When one's teacher, who gives so selflessly and constantly, asks such a small favor, and I was going to the Ukraine to teach for Project Kesher anyway, how could one say no? At the time I was working with Reb Zalman to prepare several of his manuscripts for publication. One, "Torah of the Void", was his exquisite rendition by Reb Zalman of a work by Reb Nachman. With his encouragement, I tucked a copy of the manuscript into my suitcase for study on the long plane-ride to Kiev, and casually inquired: "Is there any special preparation for visiting a rebbe's grave?"

This is the essence of what I recall his response to be. "Since you ask, actually yes," he replied. "There are ten psalms selected by Reb Nachman for petitioners at his grave. Nachman was broygus  (Yiddish for angry) with the soul-damage being done by the severe attitude of Reb Israel Salanter's Mussar movement toward sexual aveyrot (miss-steps, slips, errors.) He created this recipe of ten psalms combined with pilgrimage to his grave as a ritual for freeing one from the torment of their het (sin, error). It seems to work for other concerns as well. One also goes to mikveh (ritual bath or river or ocean for a consciousness dip with a blessing) before visiting  the grave and takes off one's shoes before approaching it."

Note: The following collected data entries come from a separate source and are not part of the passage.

//! Authentication endpoints
//!
//! POST /auth/login   : email + password → token
//! POST /auth/register: customer sign-up → token
//! GET  /auth/me      : current profile with roles
//! PUT  /auth/password: change own password
//! POST /auth/logout  : stateless acknowledgement

use axum::extract::State;
use axum::http::StatusCode;
use axum::routing::{get, post, put};
use axum::{Json, Router, middleware};
use shared::error::{AppError, ErrorCode};
use shared::models::{
    AuthResponse, LoginRequest, MessageResponse, PasswordChangeRequest, RoleAssignment,
    SignupRequest, UserStatus, UserWithRoles,
};

use super::{ApiResult, AppJson};
use crate::auth::CurrentUser;
use crate::auth::roles::CUSTOMER;
use crate::db::users::{self, NewUser};
use crate::middleware::rate_limit::{auth_rate_limit, password_change_rate_limit};
use crate::middleware::sanitize_input;
use crate::security_log;
use crate::state::AppState;
use crate::util::{hash_password, now_millis, verify_password};
use crate::validation::{normalize_email, validate_payload};

pub fn router(state: &AppState) -> Router<AppState> {
    let auth_limit = middleware::from_fn_with_state(state.clone(), auth_rate_limit);
    let password_limit =
        middleware::from_fn_with_state(state.clone(), password_change_rate_limit);
    Router::new()
        .route("/auth/login", post(login).layer(auth_limit.clone()))
        .route("/auth/register", post(signup).layer(auth_limit))
        .route("/auth/me", get(me))
        .route("/auth/password", put(change_password).layer(password_limit))
        .route("/auth/logout", post(logout))
        .layer(middleware::from_fn(sanitize_input))
}

/// Sign a token for `user` carrying its role names
fn issue_token(state: &AppState, user: &UserWithRoles) -> Result<String, AppError> {
    let roles = user.roles.iter().map(|r| r.role_name.clone()).collect();
    let token = state.jwt.generate_token(
        user.user.id,
        &user.user.email,
        user.user.restaurant_id,
        roles,
    )?;
    Ok(token)
}

fn password_hash(password: &str) -> Result<String, AppError> {
    hash_password(password).map_err(|e| {
        tracing::error!(error = %e, "Password hashing failed");
        AppError::internal("Password hashing failed")
    })
}

/// POST /auth/login
pub async fn login(
    State(state): State<AppState>,
    AppJson(req): AppJson<LoginRequest>,
) -> ApiResult<AuthResponse> {
    validate_payload(&req)?;
    let email = normalize_email(&req.email);

    let credentials = users::find_credentials(&state.pool, &email).await?;
    let verified = credentials.filter(|c| verify_password(&req.password, &c.password_hash));
    let Some(credentials) = verified else {
        security_log!(WARN, "login_failed", email = %email);
        return Err(AppError::invalid_credentials());
    };

    if credentials.user.status != UserStatus::Active {
        security_log!(WARN, "login_disabled_account", user_id = credentials.user.id);
        return Err(AppError::new(ErrorCode::AccountDisabled));
    }

    let user = users::with_roles(&state.pool, credentials.user).await?;
    let token = issue_token(&state, &user)?;
    security_log!(INFO, "login_success", user_id = user.user.id);
    Ok(Json(AuthResponse { token, user }))
}

/// POST /auth/register: customer accounts only; staff are created by admins
pub async fn signup(
    State(state): State<AppState>,
    AppJson(req): AppJson<SignupRequest>,
) -> Result<(StatusCode, Json<AuthResponse>), AppError> {
    validate_payload(&req)?;
    let email = normalize_email(&req.email);

    if users::email_taken(&state.pool, &email).await? {
        return Err(AppError::new(ErrorCode::EmailTaken));
    }

    let hash = password_hash(&req.password)?;
    let grant = RoleAssignment {
        role_name: CUSTOMER.to_string(),
        location_id: None,
        is_primary_role: true,
        is_primary_location: false,
    };
    let new_user = NewUser {
        restaurant_id: None,
        email: &email,
        password_hash: &hash,
        first_name: req.first_name.trim(),
        last_name: req.last_name.trim(),
        phone: req.phone.as_deref(),
    };
    let created = users::create(&state.pool, &new_user, &[grant], now_millis()).await?;

    let user = users::with_roles(&state.pool, created).await?;
    let token = issue_token(&state, &user)?;
    tracing::info!(user_id = user.user.id, "Customer signed up");
    Ok((StatusCode::CREATED, Json(AuthResponse { token, user })))
}

/// GET /auth/me
pub async fn me(State(state): State<AppState>, current: CurrentUser) -> ApiResult<UserWithRoles> {
    let user = users::find_by_id(&state.pool, current.id)
        .await?
        .ok_or_else(|| AppError::invalid_token("User no longer exists"))?;
    if user.status != UserStatus::Active {
        return Err(AppError::new(ErrorCode::AccountDisabled));
    }
    Ok(Json(users::with_roles(&state.pool, user).await?))
}

/// PUT /auth/password
pub async fn change_password(
    State(state): State<AppState>,
    current: CurrentUser,
    AppJson(req): AppJson<PasswordChangeRequest>,
) -> ApiResult<MessageResponse> {
    validate_payload(&req)?;

    let credentials = users::find_credentials_by_id(&state.pool, current.id)
        .await?
        .ok_or_else(|| AppError::invalid_token("User no longer exists"))?;
    if !verify_password(&req.current_password, &credentials.password_hash) {
        security_log!(WARN, "password_change_failed", user_id = current.id);
        return Err(AppError::new(ErrorCode::PasswordMismatch));
    }

    let hash = password_hash(&req.new_password)?;
    users::update_password(&state.pool, current.id, &hash, now_millis()).await?;
    security_log!(INFO, "password_changed", user_id = current.id);
    Ok(Json(MessageResponse::new("Password updated")))
}

/// POST /auth/logout: tokens are stateless; the client discards its copy
pub async fn logout(current: CurrentUser) -> Json<MessageResponse> {
    tracing::debug!(user_id = current.id, "Logout");
    Json(MessageResponse::new("Logged out"))
}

Reb Zalman later told me he sent me on this mission in part because of his earlier experiences in ChaBaD where rebbes send acolytes on missions that would influence their spiritual development.

*****************

In the Ukraine, however, there was the problem of going to a mikveh, the ice being several feet deep in the rivers and lakes. Truth to be told I'd never even been to a traditional mikveh before. Word of mouth spread among the women seminar participants and rumor came forth of a actual mikveh being maintained by a Hassidic rabbi in the town of Berdichev.

So off we ventured in search of the mikveh. I will admit that I did not expect my orthodox colleagues to be receptive to me as a woman rabbi. To my astonishment, this rabbi was most welcoming. He gave me a tour of his modern, stunningly tiled mikveh and offered its regular use as a professional courtesy. We were soon to learn that hot water, at that time, was difficult to come by in such regions on a regular basis and that the mikveh and its baths afforded a steady source of income for the shul beside it.

Our pilgrimage was about to unfold. A translator, driver and car (with no fewer than four retreaded tires in the trunk and on the roof) were secured. We set out the next day to Uman, the site of Reb Nachman's grave.

It was to be at least a four hour drive, conditions permitting. I began to study the ten psalms of Reb Nachman's Tikkun, balancing a tiny Hebrew dictionary and the text, whispering out loud to myself. My translator, Ukrainian Orthodox and not Jewish, asked what I was doing. A brilliant, loving, and classically Ukrainian beauty- - blond hair, blue eyes, red cheeks--she listened avidly as I told her about the history of Reb Nachman's tikkun and she gasped:  "I must do it too, as I have much to do of his thing you teach: t'shu--ah." (teshuvah)

Our intent was translated to the driver, who immediately indicated his shared culpability in an all-too human life and suddenly confessed his carefully hidden Jewishness. He asked for a traslation of the psalms, so my translator turned my English my halting interpretation of the Hebrew into Russian so that we could all be in this together. Then, each of them began confessing their sexual aveirot (errors, sins) in a profusion of Ukrainian, Russsian, Yiddish, and English.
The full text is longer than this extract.